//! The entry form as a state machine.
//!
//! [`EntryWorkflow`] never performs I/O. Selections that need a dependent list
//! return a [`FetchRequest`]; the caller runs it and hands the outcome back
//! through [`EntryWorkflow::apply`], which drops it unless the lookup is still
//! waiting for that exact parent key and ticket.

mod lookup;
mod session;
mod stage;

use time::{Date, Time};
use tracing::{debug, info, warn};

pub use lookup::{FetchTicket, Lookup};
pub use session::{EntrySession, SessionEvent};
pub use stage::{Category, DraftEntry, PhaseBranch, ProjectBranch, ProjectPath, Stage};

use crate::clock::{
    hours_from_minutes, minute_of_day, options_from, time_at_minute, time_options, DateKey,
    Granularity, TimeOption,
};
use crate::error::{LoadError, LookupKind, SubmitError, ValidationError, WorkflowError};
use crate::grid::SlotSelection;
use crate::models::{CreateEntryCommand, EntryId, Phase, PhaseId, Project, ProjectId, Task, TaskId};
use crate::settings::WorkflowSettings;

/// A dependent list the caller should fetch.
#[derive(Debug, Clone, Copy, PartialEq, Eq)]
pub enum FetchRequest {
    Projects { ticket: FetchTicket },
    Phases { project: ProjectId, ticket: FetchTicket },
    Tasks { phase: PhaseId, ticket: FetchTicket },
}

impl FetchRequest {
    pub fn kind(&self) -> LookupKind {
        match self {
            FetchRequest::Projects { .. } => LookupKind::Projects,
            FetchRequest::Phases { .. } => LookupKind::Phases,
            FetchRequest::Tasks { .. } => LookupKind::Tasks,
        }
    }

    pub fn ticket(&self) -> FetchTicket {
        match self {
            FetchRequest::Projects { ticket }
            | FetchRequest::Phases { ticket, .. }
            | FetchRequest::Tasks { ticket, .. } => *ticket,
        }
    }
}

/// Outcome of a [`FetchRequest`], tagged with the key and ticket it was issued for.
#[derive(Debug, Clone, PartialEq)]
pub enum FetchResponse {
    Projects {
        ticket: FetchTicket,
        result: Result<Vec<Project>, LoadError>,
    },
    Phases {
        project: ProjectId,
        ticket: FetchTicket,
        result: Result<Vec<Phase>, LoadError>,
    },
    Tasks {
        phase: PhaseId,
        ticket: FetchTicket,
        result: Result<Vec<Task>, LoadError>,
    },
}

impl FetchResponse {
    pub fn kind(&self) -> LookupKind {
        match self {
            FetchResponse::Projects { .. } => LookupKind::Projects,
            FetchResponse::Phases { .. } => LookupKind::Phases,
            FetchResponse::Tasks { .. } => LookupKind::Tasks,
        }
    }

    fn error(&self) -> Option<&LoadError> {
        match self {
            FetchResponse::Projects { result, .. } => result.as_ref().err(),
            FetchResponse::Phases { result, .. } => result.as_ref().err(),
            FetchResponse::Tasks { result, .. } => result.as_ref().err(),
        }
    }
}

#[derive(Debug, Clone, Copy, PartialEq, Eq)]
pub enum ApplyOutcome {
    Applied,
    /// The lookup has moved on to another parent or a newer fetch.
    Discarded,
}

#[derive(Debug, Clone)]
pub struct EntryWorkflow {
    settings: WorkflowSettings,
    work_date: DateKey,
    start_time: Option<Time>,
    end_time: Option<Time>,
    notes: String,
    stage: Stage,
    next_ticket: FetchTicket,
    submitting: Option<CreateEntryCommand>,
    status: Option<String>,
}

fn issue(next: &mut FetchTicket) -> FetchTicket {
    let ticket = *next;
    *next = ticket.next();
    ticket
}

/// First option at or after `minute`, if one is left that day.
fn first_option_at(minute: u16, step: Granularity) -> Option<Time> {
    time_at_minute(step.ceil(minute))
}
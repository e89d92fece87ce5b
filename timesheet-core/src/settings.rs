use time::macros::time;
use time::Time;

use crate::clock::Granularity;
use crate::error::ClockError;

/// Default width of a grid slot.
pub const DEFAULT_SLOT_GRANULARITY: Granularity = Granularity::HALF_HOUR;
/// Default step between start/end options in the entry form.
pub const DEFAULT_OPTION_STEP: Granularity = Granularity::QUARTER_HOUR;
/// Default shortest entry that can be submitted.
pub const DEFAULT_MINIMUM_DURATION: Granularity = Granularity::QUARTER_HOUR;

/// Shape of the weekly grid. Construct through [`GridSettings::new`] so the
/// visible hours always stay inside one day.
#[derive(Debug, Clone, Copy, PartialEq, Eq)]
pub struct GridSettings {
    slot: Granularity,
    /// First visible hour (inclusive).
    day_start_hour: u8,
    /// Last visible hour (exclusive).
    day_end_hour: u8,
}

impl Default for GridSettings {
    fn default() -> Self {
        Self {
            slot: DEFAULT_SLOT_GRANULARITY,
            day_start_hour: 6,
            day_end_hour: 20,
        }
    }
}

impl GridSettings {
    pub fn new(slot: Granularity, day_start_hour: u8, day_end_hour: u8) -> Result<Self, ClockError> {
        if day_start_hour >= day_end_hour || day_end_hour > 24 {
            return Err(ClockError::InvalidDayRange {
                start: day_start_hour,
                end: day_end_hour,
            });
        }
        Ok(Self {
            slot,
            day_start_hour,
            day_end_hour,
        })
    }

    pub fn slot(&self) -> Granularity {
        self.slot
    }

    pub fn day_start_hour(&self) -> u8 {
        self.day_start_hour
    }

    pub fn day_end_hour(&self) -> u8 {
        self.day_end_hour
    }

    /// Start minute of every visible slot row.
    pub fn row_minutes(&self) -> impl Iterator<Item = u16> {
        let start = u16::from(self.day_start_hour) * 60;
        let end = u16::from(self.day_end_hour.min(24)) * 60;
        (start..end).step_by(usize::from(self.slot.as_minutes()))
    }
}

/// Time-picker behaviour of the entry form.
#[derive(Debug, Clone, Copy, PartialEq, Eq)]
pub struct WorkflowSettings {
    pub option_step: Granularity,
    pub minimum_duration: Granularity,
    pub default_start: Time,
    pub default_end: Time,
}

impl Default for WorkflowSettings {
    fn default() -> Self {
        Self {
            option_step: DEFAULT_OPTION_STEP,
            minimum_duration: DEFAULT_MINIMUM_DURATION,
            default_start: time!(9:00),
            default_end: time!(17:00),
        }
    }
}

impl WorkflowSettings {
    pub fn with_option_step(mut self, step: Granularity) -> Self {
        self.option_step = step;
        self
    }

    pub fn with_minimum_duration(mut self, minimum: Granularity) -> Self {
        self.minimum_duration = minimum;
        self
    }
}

━━━━

EXERCISE BRIEF: Print the material in full. Keep it exactly as it is.

SOLUTION FOR THIS PROBLEM:
//! The entry form as a state machine.
//!
//! [`EntryWorkflow`] never performs I/O. Selections that need a dependent list
//! return a [`FetchRequest`]; the caller runs it and hands the outcome back
//! through [`EntryWorkflow::apply`], which drops it unless the lookup is still
//! waiting for that exact parent key and ticket.

mod lookup;
mod session;
mod stage;

use time::{Date, Time};
use tracing::{debug, info, warn};

pub use lookup::{FetchTicket, Lookup};
pub use session::{EntrySession, SessionEvent};
pub use stage::{Category, DraftEntry, PhaseBranch, ProjectBranch, ProjectPath, Stage};

use crate::clock::{
    hours_from_minutes, minute_of_day, options_from, time_at_minute, time_options, DateKey,
    Granularity, TimeOption,
};
use crate::error::{LoadError, LookupKind, SubmitError, ValidationError, WorkflowError};
use crate::grid::SlotSelection;
use crate::models::{CreateEntryCommand, EntryId, Phase, PhaseId, Project, ProjectId, Task, TaskId};
use crate::settings::WorkflowSettings;

/// A dependent list the caller should fetch.
#[derive(Debug, Clone, Copy, PartialEq, Eq)]
pub enum FetchRequest {
    Projects { ticket: FetchTicket },
    Phases { project: ProjectId, ticket: FetchTicket },
    Tasks { phase: PhaseId, ticket: FetchTicket },
}

impl FetchRequest {
    pub fn kind(&self) -> LookupKind {
        match self {
            FetchRequest::Projects { .. } => LookupKind::Projects,
            FetchRequest::Phases { .. } => LookupKind::Phases,
            FetchRequest::Tasks { .. } => LookupKind::Tasks,
        }
    }

    pub fn ticket(&self) -> FetchTicket {
        match self {
            FetchRequest::Projects { ticket }
            | FetchRequest::Phases { ticket, .. }
            | FetchRequest::Tasks { ticket, .. } => *ticket,
        }
    }
}

/// Outcome of a [`FetchRequest`], tagged with the key and ticket it was issued for.
#[derive(Debug, Clone, PartialEq)]
pub enum FetchResponse {
    Projects {
        ticket: FetchTicket,
        result: Result<Vec<Project>, LoadError>,
    },
    Phases {
        project: ProjectId,
        ticket: FetchTicket,
        result: Result<Vec<Phase>, LoadError>,
    },
    Tasks {
        phase: PhaseId,
        ticket: FetchTicket,
        result: Result<Vec<Task>, LoadError>,
    },
}

impl FetchResponse {
    pub fn kind(&self) -> LookupKind {
        match self {
            FetchResponse::Projects { .. } => LookupKind::Projects,
            FetchResponse::Phases { .. } => LookupKind::Phases,
            FetchResponse::Tasks { .. } => LookupKind::Tasks,
        }
    }

    fn error(&self) -> Option<&LoadError> {
        match self {
            FetchResponse::Projects { result, .. } => result.as_ref().err(),
            FetchResponse::Phases { result, .. } => result.as_ref().err(),
            FetchResponse::Tasks { result, .. } => result.as_ref().err(),
        }
    }
}

#[derive(Debug, Clone, Copy, PartialEq, Eq)]
pub enum ApplyOutcome {
    Applied,
    /// The lookup has moved on to another parent or a newer fetch.
    Discarded,
}

#[derive(Debug, Clone)]
pub struct EntryWorkflow {
    settings: WorkflowSettings,
    work_date: DateKey,
    start_time: Option<Time>,
    end_time: Option<Time>,
    notes: String,
    stage: Stage,
    next_ticket: FetchTicket,
    submitting: Option<CreateEntryCommand>,
    status: Option<String>,
}

fn issue(next: &mut FetchTicket) -> FetchTicket {
    let ticket = *next;
    *next = ticket.next();
    ticket
}

/// First option at or after `minute`, if one is left that day.
fn first_option_at(minute: u16, step: Granularity) -> Option<Time> {
    time_at_minute(step.ceil(minute))
}
repository e89d92fece87ce5b
filename timesheet-core/src/settings.rs
use time::macros::time;
use time::Time;

use crate::clock::Granularity;
use crate::error::ClockError;

/// Default width of a grid slot.
pub const DEFAULT_SLOT_GRANULARITY: Granularity = Granularity::HALF_HOUR;
/// Default step between start/end options in the entry form.
pub const DEFAULT_OPTION_STEP: Granularity = Granularity::QUARTER_HOUR;
/// Default shortest entry that can be submitted.
pub const DEFAULT_MINIMUM_DURATION: Granularity = Granularity::QUARTER_HOUR;

/// Shape of the weekly grid. Construct through [`GridSettings::new`] so the
/// visible hours always stay inside one day.
#[derive(Debug, Clone, Copy, PartialEq, Eq)]
pub struct GridSettings {
    slot: Granularity,
    /// First visible hour (inclusive).
    day_start_hour: u8,
    /// Last visible hour (exclusive).
    day_end_hour: u8,
}

impl Default for GridSettings {
    fn default() -> Self {
        Self {
            slot: DEFAULT_SLOT_GRANULARITY,
            day_start_hour: 6,
            day_end_hour: 20,
        }
    }
}

impl GridSettings {
    pub fn new(slot: Granularity, day_start_hour: u8, day_end_hour: u8) -> Result<Self, ClockError> {
        if day_start_hour >= day_end_hour || day_end_hour > 24 {
            return Err(ClockError::InvalidDayRange {
                start: day_start_hour,
                end: day_end_hour,
            });
        }
        Ok(Self {
            slot,
            day_start_hour,
            day_end_hour,
        })
    }

    pub fn slot(&self) -> Granularity {
        self.slot
    }

    pub fn day_start_hour(&self) -> u8 {
        self.day_start_hour
    }

    pub fn day_end_hour(&self) -> u8 {
        self.day_end_hour
    }

    /// Start minute of every visible slot row.
    pub fn row_minutes(&self) -> impl Iterator<Item = u16> {
        let start = u16::from(self.day_start_hour) * 60;
        let end = u16::from(self.day_end_hour.min(24)) * 60;
        (start..end).step_by(usize::from(self.slot.as_minutes()))
    }
}

/// Time-picker behaviour of the entry form.
#[derive(Debug, Clone, Copy, PartialEq, Eq)]
pub struct WorkflowSettings {
    pub option_step: Granularity,
    pub minimum_duration: Granularity,
    pub default_start: Time,
    pub default_end: Time,
}

impl Default for WorkflowSettings {
    fn default() -> Self {
        Self {
            option_step: DEFAULT_OPTION_STEP,
            minimum_duration: DEFAULT_MINIMUM_DURATION,
            default_start: time!(9:00),
            default_end: time!(17:00),
        }
    }
}

impl WorkflowSettings {
    pub fn with_option_step(mut self, step: Granularity) -> Self {
        self.option_step = step;
        self
    }

    pub fn with_minimum_duration(mut self, minimum: Granularity) -> Self {
        self.minimum_duration = minimum;
        self
    }
}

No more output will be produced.